Campus Mixtapes will hopefully bridge the gap between the McGill community and that of CKUT, groups that Block perceives are too often disconnected. “It’s a really consistent problem for CKUT when it comes to the question of reaching out to the mainline of the McGill student body… There are a lot of students who already do volunteer at CKUT or know about CKUT just because they’re sort of in the scene of going out to music shows. Unfortunately, however, “there’s also a lot of students who aren’t really up on that scene quite as much, and who just don’t listen to CKUT,” Block explained. It’s ironic, Block added, that CKUT is one McGill’s primary avenues for representation to the Montreal community, even though so few McGill students are actually involved. Block hopes that Campus Mixtapes will ultimately bring students more into the fold of CKUT, an organization he feels, “has so much to offer students.”

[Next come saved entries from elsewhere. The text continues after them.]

use ordered_json::Map;
use serde_derive::{Deserialize, Serialize};
use serde_json::json;
use std::hash::{Hash, Hasher};

macro_rules! map {
    ($($key:expr => $value:expr),* $(,)?) => {{
        let mut map = Map::new();
        $(
            map.insert($key, $value);
        )*
        map
    }};
}

#[derive(Serialize, Deserialize, PartialEq, Eq, Hash, Debug)]
struct UserId(u32);

#[derive(Serialize, Deserialize, PartialEq, Eq, Hash, Debug)]
enum Channel {
    Stable,
    Beta,
    Nightly,
}

#[derive(Clone, Copy, PartialEq, Debug, Serialize, Deserialize)]
struct Celsius(f64);

impl Eq for Celsius {}

impl Hash for Celsius {
    fn hash<H: Hasher>(&self, state: &mut H) {
        self.0.to_bits().hash(state);
    }
}

#[derive(Serialize, Deserialize, PartialEq, Debug)]
struct Account {
    name: String,
    balances: Map<u64, i64>,
}

#[test]
fn test_encode_insertion_order() {
    let map = map!["a".to_owned() => 1, "b".to_owned() => 2, "c".to_owned() => 3];
    assert_eq!(ordered_json::to_string(&map).unwrap(), r#"{"a":1,"b":2,"c":3}"#);

    let map = map!["b".to_owned() => 2, "a".to_owned() => 1, "c".to_owned() => 3];
    assert_eq!(ordered_json::to_string(&map).unwrap(), r#"{"b":2,"a":1,"c":3}"#);
}

#[test]
fn test_encode_empty() {
    let map: Map<String, i32> = Map::new();
    assert_eq!(ordered_json::to_string(&map).unwrap(), "{}");
    assert_eq!(ordered_json::to_vec(&map).unwrap(), b"{}");
}

#[test]
fn test_decode_empty() {
    let map: Map<String, i32> = ordered_json::from_str("{}").unwrap();
    assert!(map.is_empty());

    let map: Map<String, i32> = ordered_json::from_str("").unwrap();
    assert!(map.is_empty());

    let map: Map<String, i32> = ordered_json::from_str(" \t\r\n ").unwrap();
    assert!(map.is_empty());

    let map: Map<String, i32> = ordered_json::from_str(" { } ").unwrap();
    assert!(map.is_empty());
}

#[test]
fn test_round_trip_preserves_order() {
    let map = map![
        "z".to_owned() => json!(null),
        "y".to_owned() => json!([1, 2, 3]),
        "x".to_owned() => json!("text"),
        "w".to_owned() => json!(4.5),
    ];

    let text = ordered_json::to_string(&map).unwrap();
    let back: Map<String, serde_json::Value> = ordered_json::from_str(&text).unwrap();

    assert_eq!(back, map);
    assert!(back.keys().eq(map.keys()));
}

#[test]
fn test_whitespace_between_tokens() {
    let map: Map<String, i32> = ordered_json::from_str(" { \"a\" : 1 , \"b\" : 2 } ").unwrap();

    let pairs: Vec<_> = map.iter().map(|(k, v)| (k.as_str(), *v)).collect();
    assert_eq!(pairs, [("a", 1), ("b", 2)]);
}

#[test]
fn test_input_after_object_is_skipped() {
    // Values after the closing brace are read whole and discarded.
    let map: Map<String, i32> = ordered_json::from_str(r#"{"a":1} 5"#).unwrap();
    assert_eq!(map["a"], 1);

    let map: Map<String, i32> = ordered_json::from_str(r#"{"a":1} [2,3] null"#).unwrap();
    assert_eq!(map.len(), 1);

    // A brace inside a skipped string is just string content.
    let map: Map<String, i32> = ordered_json::from_str(r#"{"a":1} "{""#).unwrap();
    assert_eq!(map["a"], 1);

    // Extra close braces after the object are skipped tokens.
    let map: Map<String, i32> = ordered_json::from_str(r#"{"a":1}}"#).unwrap();
    assert_eq!(map["a"], 1);

    let mut map: Map<String, bool> = Map::new();
    ordered_json::from_str_into("{} true", &mut map).unwrap();
    assert!(map.is_empty());
}

#[test]
fn test_integer_keys() {
    let map = map![7u64 => "x"];
    let text = ordered_json::to_string(&map).unwrap();
    assert_eq!(text, r#"{"7":"x"}"#);

    let back: Map<u64, String> = ordered_json::from_str(&text).unwrap();
    assert_eq!(back[&7], "x");

    let map = map![-40i64 => true, 0i64 => false];
    let text = ordered_json::to_string(&map).unwrap();
    assert_eq!(text, r#"{"-40":true,"0":false}"#);

    let back: Map<i64, bool> = ordered_json::from_str(&text).unwrap();
    assert!(back[&-40]);
    assert!(!back[&0]);
}

#[test]
fn test_128_bit_keys() {
    let map = map![i128::MAX => 0];
    let text = ordered_json::to_string(&map).unwrap();
    assert_eq!(text, r#"{"170141183460469231731687303715884105727":0}"#);

    let back: Map<i128, i32> = ordered_json::from_str(&text).unwrap();
    assert!(back.contains_key(&i128::MAX));

    let map = map![u128::MAX => 0];
    let text = ordered_json::to_string(&map).unwrap();
    assert_eq!(text, r#"{"340282366920938463463374607431768211455":0}"#);

    let back: Map<u128, i32> = ordered_json::from_str(&text).unwrap();
    assert!(back.contains_key(&u128::MAX));
}

#[test]
fn test_bool_keys() {
    let map = map![true => 1, false => 0];
    let text = ordered_json::to_string(&map).unwrap();
    assert_eq!(text, r#"{"true":1,"false":0}"#);

    let back: Map<bool, i32> = ordered_json::from_str(&text).unwrap();
    assert_eq!(back[&true], 1);
    assert_eq!(back[&false], 0);
}

#[test]
fn test_float_keys() {
    let map = map![Celsius(1.5) => "a".to_owned(), Celsius(-0.25) => "b".to_owned()];
    let text = ordered_json::to_string(&map).unwrap();
    assert_eq!(text, r#"{"1.5":"a","-0.25":"b"}"#);

    let back: Map<Celsius, String> = ordered_json::from_str(&text).unwrap();
    assert_eq!(back[&Celsius(-0.25)], "b");

    // Whole floats keep their fractional point, unlike integer keys.
    let map = map![Celsius(2.0) => 0];
    assert_eq!(ordered_json::to_string(&map).unwrap(), r#"{"2.0":0}"#);

    // Integer and exponent numerals are still float text on the wire.
    let back: Map<Celsius, i32> = ordered_json::from_str(r#"{"2":7,"1e3":1}"#).unwrap();
    assert_eq!(back[&Celsius(2.0)], 7);
    assert_eq!(back[&Celsius(1000.0)], 1);
}

#[test]
fn test_char_keys() {
    let map = map!['a' => 1, 'ß' => 2];
    assert_eq!(ordered_json::to_string(&map).unwrap(), r#"{"a":1,"ß":2}"#);

    let back: Map<char, i32> = ordered_json::from_str(r#"{"ß":2,"a":1}"#).unwrap();
    assert!(back.keys().copied().eq(['ß', 'a']));
}

#[test]
fn test_optional_string_keys() {
    let map = map![Some("k".to_owned()) => 1, None => 2];
    let text = ordered_json::to_string(&map).unwrap();
    assert_eq!(text, r#"{"k":1,"null":2}"#);

    let back: Map<Option<String>, i32> = ordered_json::from_str(&text).unwrap();
    assert_eq!(back[&Some("k".to_owned())], 1);
    assert_eq!(back[&None], 2);
}

#[test]
fn test_optional_integer_keys() {
    let map = map![Some(3u32) => "a", None => "b"];
    let text = ordered_json::to_string(&map).unwrap();
    assert_eq!(text, r#"{"3":"a","null":"b"}"#);

    let back: Map<Option<u32>, String> = ordered_json::from_str(&text).unwrap();
    assert_eq!(back[&Some(3)], "a");
    assert_eq!(back[&None], "b");
}

#[test]
fn test_null_string_key_collides_with_absent() {
    // Some("null") and None both render as the "null" key. Decoding always
    // takes the absent reading.
    let map = map![Some("null".to_owned()) => 1];
    let text = ordered_json::to_string(&map).unwrap();
    assert_eq!(text, r#"{"null":1}"#);

    let back: Map<Option<String>, i32> = ordered_json::from_str(&text).unwrap();
    assert_eq!(back[&None], 1);
}

#[test]
fn test_newtype_keys() {
    let map = map![UserId(1) => "root".to_owned(), UserId(501) => "guest".to_owned()];
    let text = ordered_json::to_string(&map).unwrap();
    assert_eq!(text, r#"{"1":"root","501":"guest"}"#);

    let back: Map<UserId, String> = ordered_json::from_str(&text).unwrap();
    assert_eq!(back[&UserId(501)], "guest");
}

#[test]
fn test_unit_variant_keys() {
    let map = map![Channel::Nightly => 3, Channel::Stable => 1];
    let text = ordered_json::to_string(&map).unwrap();
    assert_eq!(text, r#"{"Nightly":3,"Stable":1}"#);

    let back: Map<Channel, i32> = ordered_json::from_str(&text).unwrap();
    assert_eq!(back[&Channel::Stable], 1);
    assert!(back.keys().eq(&[Channel::Nightly, Channel::Stable]));
}

#[test]
fn test_escaped_keys() {
    let map = map![
        "quote\"back\\slash".to_owned() => 1,
        "new\nline".to_owned() => 2,
        "κλειδί".to_owned() => 3,
    ];

    let text = ordered_json::to_string(&map).unwrap();
    assert_eq!(text, r#"{"quote\"back\\slash":1,"new\nline":2,"κλειδί":3}"#);

    let back: Map<String, i32> = ordered_json::from_str(&text).unwrap();
    assert_eq!(back, map);
}

#[test]
fn test_empty_string_key() {
    let map = map!["".to_owned() => 0];
    let text = ordered_json::to_string(&map).unwrap();
    assert_eq!(text, r#"{"":0}"#);

    let back: Map<String, i32> = ordered_json::from_str(&text).unwrap();
    assert_eq!(back, map);
}

#[test]
fn test_duplicate_keys_keep_first_position() {
    let map: Map<String, i32> = ordered_json::from_str(r#"{"a":1,"b":2,"a":3}"#).unwrap();

    assert_eq!(map.len(), 2);
    assert_eq!(map["a"], 3);
    assert!(map.keys().eq(["a", "b"]));
}

#[test]
fn test_decode_into_merges() {
    let mut map = map!["keep".to_owned() => 1, "swap".to_owned() => 2];

    ordered_json::from_str_into(r#"{"new":9,"swap":5}"#, &mut map).unwrap();

    let pairs: Vec<_> = map.iter().map(|(k, v)| (k.as_str(), *v)).collect();
    assert_eq!(pairs, [("keep", 1), ("swap", 5), ("new", 9)]);
}

#[test]
fn test_decode_into_accepts_empty_input() {
    let mut map = map!["keep".to_owned() => 1];

    ordered_json::from_str_into("", &mut map).unwrap();
    ordered_json::from_str_into("  \n ", &mut map).unwrap();

    assert_eq!(map.len(), 1);
    assert_eq!(map["keep"], 1);
}

#[test]
fn test_from_reader() {
    let data = br#"{"a":1,"b":2}"#;
    let map: Map<String, i32> = ordered_json::from_reader(&data[..]).unwrap();
    assert!(map.keys().eq(["a", "b"]));
}

#[test]
fn test_array_values_pass_through() {
    // The flat-object rule applies to direct values. Objects nested inside an
    // array value are consumed wholesale by the value parser.
    let text = r#"{"a":[{"b":1},2],"c":null}"#;
    let map: Map<String, serde_json::Value> = ordered_json::from_str(text).unwrap();

    assert_eq!(map["a"], json!([{"b": 1}, 2]));
    assert_eq!(ordered_json::to_string(&map).unwrap(), text);
}

#[test]
fn test_nested_in_struct() {
    let account = Account {
        name: "acct".to_owned(),
        balances: map![3u64 => -10i64, 1u64 => 25i64],
    };

    let text = serde_json::to_string(&account).unwrap();
    assert_eq!(text, r#"{"name":"acct","balances":{"3":-10,"1":25}}"#);

    let back: Account = serde_json::from_str(&text).unwrap();
    assert_eq!(back, account);
    assert!(back.balances.keys().eq(&[3, 1]));
}
impl TaskPool {
    /// Validate the configuration, then spawn the dispatcher and the
    /// initial workers. Must be called within a tokio runtime.
    pub fn new(config: PoolConfig, registry: HandlerRegistry) -> PoolResult<Self> {
        config
            .validate()
            .map_err(|errors| PoolError::config(errors.join("; ")))?;

        let stats = Arc::new(RwLock::new(PoolStats::default()));
        let command_tx =
            dispatch::spawn_dispatcher(config, Arc::new(registry), Arc::clone(&stats));

        Ok(Self {
            command_tx,
            stats,
            closed: Arc::new(AtomicBool::new(false)),
        })
    }

    /// Submit a task and wait for its terminal outcome.
    ///
    /// Suspends until the task succeeds or exhausts its retry budget; an
    /// exhausted-retry failure is an `Ok` outcome with `success = false`.
    /// `Err` is reserved for submissions the pool refuses: a closed
    /// pool, a duplicate id among pending tasks, or a zero timeout.
    pub async fn submit(&self, task: TaskSpec) -> PoolResult<TaskOutcome> {
        if task.timeout.is_zero() {
            return Err(PoolError::config("task timeout must be greater than zero"));
        }
        if self.closed.load(Ordering::SeqCst) {
            return Err(PoolError::PoolClosed);
        }

        let (reply_tx, reply_rx) = oneshot::channel();
        self.command_tx
            .send(Command::Submit {
                task,
                reply: reply_tx,
            })
            .map_err(|_| PoolError::PoolClosed)?;

        reply_rx.await.map_err(|_| PoolError::PoolClosed)?
    }

    /// Snapshot of the pool's aggregate statistics.
    pub fn stats(&self) -> PoolStats {
        self.stats
            .read()
            .unwrap_or_else(|err| err.into_inner())
            .clone()
    }

    /// Terminate the pool: reject new submissions, settle every queued
    /// and in-flight task with a pool-closed error, and release all
    /// workers. Idempotent.
    pub async fn terminate(&self) {
        if self.closed.swap(true, Ordering::SeqCst) {
            return;
        }

        let (done_tx, done_rx) = oneshot::channel();
        if self
            .command_tx
            .send(Command::Terminate { done: done_tx })
            .is_ok()
        {
            let _ = done_rx.await;
        }
    }

    /// Whether `terminate` has been called.
    pub fn is_terminated(&self) -> bool {
        self.closed.load(Ordering::SeqCst)
    }
}
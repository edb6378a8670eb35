//! Task handler registration.
//!
//! A [`TaskHandler`] holds the logic executed for one task kind. Handlers
//! are collected in a [`HandlerRegistry`] that is handed to the pool at
//! construction and frozen from then on - there is no process-global
//! registry, the composition root owns it explicitly.
//!
//! # Examples
//!
//! ```rust
//! use forgepool::core::registry::{FnHandler, HandlerRegistry};
//!
//! let mut registry = HandlerRegistry::new();
//! registry.register(FnHandler::new("echo", |task| async move {
//!     Ok(task.payload)
//! }));
//! assert!(registry.contains("echo"));
//! ```

use crate::error::PoolResult;
use crate::task::TaskSpec;
use async_trait::async_trait;
use std::collections::HashMap;
use std::future::Future;
use std::pin::Pin;
use std::sync::Arc;

/// Logic executed for one task kind.
///
/// A handler receives the full task spec; the payload is opaque to the
/// pool and meaningful only here. Returning `Err` marks the attempt as
/// failed and drives the task's retry decision.
#[async_trait]
pub trait TaskHandler: Send + Sync {
    /// Execute one attempt of the given task.
    async fn run(&self, task: TaskSpec) -> PoolResult<serde_json::Value>;

    /// The task kind this handler executes.
    fn kind(&self) -> &str;
}

type HandlerFn = dyn Fn(TaskSpec) -> Pin<Box<dyn Future<Output = PoolResult<serde_json::Value>> + Send>>
    + Send
    + Sync;

/// Adapter wrapping an async closure as a [`TaskHandler`].
pub struct FnHandler {
    kind: String,
    func: Box<HandlerFn>,
}

impl FnHandler {
    /// Wrap an async closure as a handler for `kind`.
    pub fn new<F, Fut>(kind: impl Into<String>, func: F) -> Self
    where
        F: Fn(TaskSpec) -> Fut + Send + Sync + 'static,
        Fut: Future<Output = PoolResult<serde_json::Value>> + Send + 'static,
    {
        Self {
            kind: kind.into(),
            func: Box::new(move |task| {
                Box::pin(func(task))
                    as Pin<Box<dyn Future<Output = PoolResult<serde_json::Value>> + Send>>
            }),
        }
    }
}

#[async_trait]
impl TaskHandler for FnHandler {
    async fn run(&self, task: TaskSpec) -> PoolResult<serde_json::Value> {
        (self.func)(task).await
    }

    fn kind(&self) -> &str {
        &self.kind
    }
}

/// Maps task kinds to their handlers.
#[derive(Default)]
pub struct HandlerRegistry {
    handlers: HashMap<String, Arc<dyn TaskHandler>>,
}

impl HandlerRegistry {
    /// Create an empty registry.
    pub fn new() -> Self {
        Self::default()
    }

    /// Register a handler under its own kind, replacing any previous
    /// handler for that kind.
    pub fn register<H: TaskHandler + 'static>(&mut self, handler: H) {
        self.handlers
            .insert(handler.kind().to_string(), Arc::new(handler));
    }

    /// Builder-style registration.
    pub fn with<H: TaskHandler + 'static>(mut self, handler: H) -> Self {
        self.register(handler);
        self
    }

    /// Look up the handler for a task kind.
    pub fn get(&self, kind: &str) -> Option<Arc<dyn TaskHandler>> {
        self.handlers.get(kind).cloned()
    }

    /// Whether a handler is registered for `kind`.
    pub fn contains(&self, kind: &str) -> bool {
        self.handlers.contains_key(kind)
    }

    /// Registered kinds, in no particular order.
    pub fn kinds(&self) -> Vec<String> {
        self.handlers.keys().cloned().collect()
    }

    /// Number of registered handlers.
    pub fn len(&self) -> usize {
        self.handlers.len()
    }

    /// Whether the registry is empty.
    pub fn is_empty(&self) -> bool {
        self.handlers.is_empty()
    }
}
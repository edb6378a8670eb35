//! Task types: submissions, priorities, and outcomes.

use serde::{Deserialize, Serialize};
use std::time::Duration;

/// Unique identifier for a task
pub type TaskId = String;

/// Priority tier used to order pending tasks.
///
/// Higher tiers are dispatched first when a worker frees up; within a
/// tier, submission order is preserved (FIFO).
#[derive(Debug, Clone, Copy, PartialEq, Eq, PartialOrd, Ord, Hash, Serialize, Deserialize, Default)]
#[serde(rename_all = "lowercase")]
pub enum TaskPriority {
    /// Background work
    Low = 0,
    /// Default tier
    #[default]
    Medium = 1,
    /// Dispatched ahead of everything else
    High = 2,
}

impl TaskPriority {
    /// All tiers, highest first. Used by the pending queue to pick the
    /// next task when a worker becomes free.
    pub const DESCENDING: [TaskPriority; 3] =
        [TaskPriority::High, TaskPriority::Medium, TaskPriority::Low];

    /// Index of this tier into per-tier storage.
    pub(crate) fn index(self) -> usize {
        self as usize
    }
}

/// A unit of work submitted to the pool.
///
/// The id correlates the submission with its outcome and must be unique
/// among tasks concurrently queued or in flight. `retries = N` permits at
/// most `N + 1` dispatch attempts before the task is reported as a
/// terminal failure.
#[derive(Debug, Clone, Serialize, Deserialize)]
pub struct TaskSpec {
    /// Unique task identifier
    pub id: TaskId,
    /// Kind tag selecting the handler that executes this task
    pub kind: String,
    /// Opaque payload, meaningful only to the handler
    pub payload: serde_json::Value,
    /// Ordering hint among pending tasks
    pub priority: TaskPriority,
    /// Duration after which an in-flight attempt is considered failed
    pub timeout: Duration,
    /// Re-attempts permitted after a failed or timed-out attempt
    pub retries: u32,
}

impl TaskSpec {
    /// Create a task with a generated UUID id and default settings
    /// (medium priority, 30 second timeout, no retries).
    pub fn new(kind: impl Into<String>, payload: serde_json::Value) -> Self {
        Self {
            id: uuid::Uuid::new_v4().to_string(),
            kind: kind.into(),
            payload,
            priority: TaskPriority::Medium,
            timeout: Duration::from_secs(30),
            retries: 0,
        }
    }

    /// Set an explicit task id.
    pub fn with_id(mut self, id: impl Into<TaskId>) -> Self {
        self.id = id.into();
        self
    }

    /// Set the priority tier.
    pub fn with_priority(mut self, priority: TaskPriority) -> Self {
        self.priority = priority;
        self
    }

    /// Set the per-attempt timeout.
    pub fn with_timeout(mut self, timeout: Duration) -> Self {
        self.timeout = timeout;
        self
    }

    /// Set the retry budget.
    pub fn with_retries(mut self, retries: u32) -> Self {
        self.retries = retries;
        self
    }
}

/// Terminal outcome of a task, delivered to the submitter once no
/// further attempts will be made.
#[derive(Debug, Clone, Serialize, Deserialize)]
pub struct TaskOutcome {
    /// Whether the task reached a terminal success
    pub success: bool,
    /// Result payload, present iff `success`
    pub data: Option<serde_json::Value>,
    /// Error description, present iff `!success`
    pub error: Option<String>,
    /// Execution time of the final attempt
    pub execution_time: Duration,
    /// Rough payload + result footprint of the final attempt, in bytes
    pub memory_used: u64,
}

impl TaskOutcome {
    pub(crate) fn succeeded(data: serde_json::Value, execution_time: Duration, memory_used: u64) -> Self {
        Self {
            success: true,
            data: Some(data),
            error: None,
            execution_time,
            memory_used,
        }
    }

    pub(crate) fn failed(error: String, execution_time: Duration, memory_used: u64) -> Self {
        Self {
            success: false,
            data: None,
            error: Some(error),
            execution_time,
            memory_used,
        }
    }
}

/// Correlation key for one dispatch attempt.
///
/// Worker replies and timeout events are matched on the attempt number,
/// not just the task id, so a late reply from a superseded attempt can
/// never be mistaken for the current one.
#[derive(Debug, Clone, PartialEq, Eq, Hash)]
pub struct AttemptKey {
    /// Task this attempt belongs to
    pub task_id: TaskId,
    /// 1-based attempt number
    pub attempt: u32,
}
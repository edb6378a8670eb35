//! Worker-count scaling policies.
//!
//! The growth trigger is a pluggable seam: only the on-demand behavior
//! (grow by one when a submission finds no idle worker and the pool is
//! below its cap) is implemented. No shrink policy exists; workers stay
//! alive until the pool terminates.

/// Load observed by the dispatcher when deciding whether to grow.
#[derive(Debug, Clone, Copy)]
pub struct LoadSnapshot {
    /// Workers currently idle
    pub idle_workers: usize,
    /// Workers currently alive
    pub active_workers: usize,
    /// Tasks waiting in the pending queue
    pub queued_tasks: usize,
    /// Configured upper bound on pool size
    pub max_workers: usize,
}

/// Decides whether the pool should spawn another worker.
pub trait ScalePolicy: Send + Sync {
    /// Called by the dispatcher when a task cannot be assigned
    /// immediately. Returning true grows the pool by one worker.
    fn should_grow(&self, load: &LoadSnapshot) -> bool;
}

/// Never grows; the pool keeps its initial worker count.
#[derive(Debug, Default)]
pub struct FixedScale;

impl ScalePolicy for FixedScale {
    fn should_grow(&self, _load: &LoadSnapshot) -> bool {
        false
    }
}

/// Grows by one worker whenever demand outstrips idle capacity and the
/// pool is below `max_workers`.
#[derive(Debug, Default)]
pub struct OnDemandScale;

impl ScalePolicy for OnDemandScale {
    fn should_grow(&self, load: &LoadSnapshot) -> bool {
        load.idle_workers == 0 && load.active_workers < load.max_workers
    }
}

#[cfg(test)]
mod tests {
    use super::*;

    #[test]
    fn test_fixed_never_grows() {
        let load = LoadSnapshot {
            idle_workers: 0,
            active_workers: 1,
            queued_tasks: 100,
            max_workers: 8,
        };
        assert!(!FixedScale.should_grow(&load));
    }

    #[test]
    fn test_on_demand_grows_below_cap() {
        let mut load = LoadSnapshot {
            idle_workers: 0,
            active_workers: 2,
            queued_tasks: 1,
            max_workers: 4,
        };
        assert!(OnDemandScale.should_grow(&load));

        load.active_workers = 4;
        assert!(!OnDemandScale.should_grow(&load));

        load.active_workers = 2;
        load.idle_workers = 1;
        assert!(!OnDemandScale.should_grow(&load));
    }
}
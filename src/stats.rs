//! Aggregate pool statistics.
//!
//! Counters are mutated only inside the dispatcher's event handling, so
//! updates never race with each other. Callers receive cloned snapshots.

use serde::{Deserialize, Serialize};
use std::time::Duration;

/// Process-wide aggregate over the pool's lifetime.
///
/// `completed_tasks` and `failed_tasks` count terminal task outcomes;
/// the `*_attempts` counters count individual dispatches, so a task that
/// times out once and then succeeds contributes one completion and one
/// failed attempt.
#[derive(Debug, Clone, Default, Serialize, Deserialize)]
pub struct PoolStats {
    /// Tasks that reached a terminal success
    pub completed_tasks: u64,
    /// Tasks that exhausted their retry budget
    pub failed_tasks: u64,
    /// Dispatch attempts started
    pub total_attempts: u64,
    /// Attempts that failed or timed out, even when a later retry succeeded
    pub failed_attempts: u64,
    /// Subset of failed attempts that were timeouts
    pub timed_out_attempts: u64,
    /// Workers replaced after an attempt timeout
    pub worker_restarts: u64,
    /// Workers currently alive
    pub active_workers: usize,
    /// Tasks waiting in the pending queue
    pub queued_tasks: usize,
    /// Attempts currently running on a worker
    pub running_tasks: usize,
    /// Moving average of successful attempt durations
    pub avg_execution_time: Option<Duration>,
}

impl PoolStats {
    /// Per-attempt failure frequency as a ratio over all attempts.
    /// Zero when nothing has been dispatched yet.
    pub fn error_rate(&self) -> f64 {
        if self.total_attempts == 0 {
            0.0
        } else {
            self.failed_attempts as f64 / self.total_attempts as f64
        }
    }

    pub(crate) fn record_execution_time(&mut self, duration: Duration) {
        // Simple moving average, same scheme for every sample.
        self.avg_execution_time = Some(match self.avg_execution_time {
            Some(avg) => Duration::from_nanos(
                ((avg.as_nanos() + duration.as_nanos()) / 2) as u64,
            ),
            None => duration,
        });
    }
}
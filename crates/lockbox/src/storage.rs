//! key-value storage for the lockbox secret
//!
//! hosts provide a persistent store (keychain, app storage). values are
//! strings; binary secrets are stored base64 encoded.
//!
//! implementations:
//! - memory: in-process map for tests and the simulator

use std::collections::HashMap;
use std::sync::{Arc, RwLock};

use async_trait::async_trait;

use crate::{Error, Result};

/// slot holding the lockbox key
pub const LOCKBOX_KEY_SLOT: &str = "@lockbox_encryption_key";
/// slot holding the lockbox nonce
pub const LOCKBOX_NONCE_SLOT: &str = "@lockbox_encryption_nonce";

#[async_trait]
pub trait KeyValueStore: Send + Sync {
    async fn get(&self, key: &str) -> Result<Option<String>>;

    async fn set(&self, key: &str, value: String) -> Result<()>;

    /// drop every entry
    async fn clear(&self) -> Result<()>;
}

/// in-memory store, cheap to clone and share
#[derive(Clone, Debug, Default)]
pub struct MemoryStore {
    entries: Arc<RwLock<HashMap<String, String>>>,
}

impl MemoryStore {
    pub fn new() -> Self {
        Self::default()
    }

    pub fn len(&self) -> usize {
        self.entries.read().map(|m| m.len()).unwrap_or(0)
    }

    pub fn is_empty(&self) -> bool {
        self.len() == 0
    }
}

fn poisoned<T>(_: T) -> Error {
    Error::Storage("lock poisoned".into())
}

#[async_trait]
impl KeyValueStore for MemoryStore {
    async fn get(&self, key: &str) -> Result<Option<String>> {
        let entries = self.entries.read().map_err(poisoned)?;
        Ok(entries.get(key).cloned())
    }

    async fn set(&self, key: &str, value: String) -> Result<()> {
        let mut entries = self.entries.write().map_err(poisoned)?;
        entries.insert(key.to_string(), value);
        Ok(())
    }

    async fn clear(&self) -> Result<()> {
        self.entries.write().map_err(poisoned)?.clear();
        Ok(())
    }
}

The website also offers a good place for amateurs interested in a range of related productions to starts off. “We definitely wanted a way to bring McGill students into experimentation with audio,” explained Block. He hopes that students “know what kind of opportunities are available at CKUT, particularly in terms of the fact that, whether you’re a journalist or a pundit, you’re interested in audio, or if you’re a band, CKUT offers opportunities specifically to McGill students to get on the air. It’s it’s played a huge role in building the careers of McGill students who have gone on to become fairly successful, including Grimes and Arcade Fire.” Certainly, site users are experimenting with more than just music. “You can do some fun things,” explained Beeler, “a couple of the mixes on there are mash-ups, and you can talk in between the tracks.”
“The way that people receive music is such a big part of music-listening culture, and this is a way for people to kind of creatively express their interactions with music that they really enjoy,” noted Beeler. Most importantly, it’s a lot of fun. “You start doing it and it’s just wildly addictive. I made one last night, I was up till like 3 a.m. making one and I already started another one in class. Don’t tell my prof.”
The mixtape holds a unique value that much of our generation – and certainly future ones that are likely to fall further away from outmoded technologies – don’t really know. Beeler explained how “a mixtape is more than just a track list. You kind of have to listen to it as a whole product… It’s got the same appeal of a record in that you have to do some dedicated listening. You sit down and put on a mixtape instead of just skipping through your iTunes.” But, the mixtape is versatile and has a more casual use, too. “If you’re working on something, you can just, you know, throw a mixtape on,” Block pointed out.
Beeler summarized with a sentiment similar to Block’s, expressing that this project is great for engaging students and creating connections on campus and in the greater Montreal community. As Beeler enthused, “Campus Mixtapes is a great part of a larger initiative from groups like CKUT and Midnight Kitchen to accentuate the fact that McGill is a student community. There’s a lot to be gained from students interacting and sharing with each other – sharing knowledge, and sharing music, and sharing fucking awesome mixtapes.”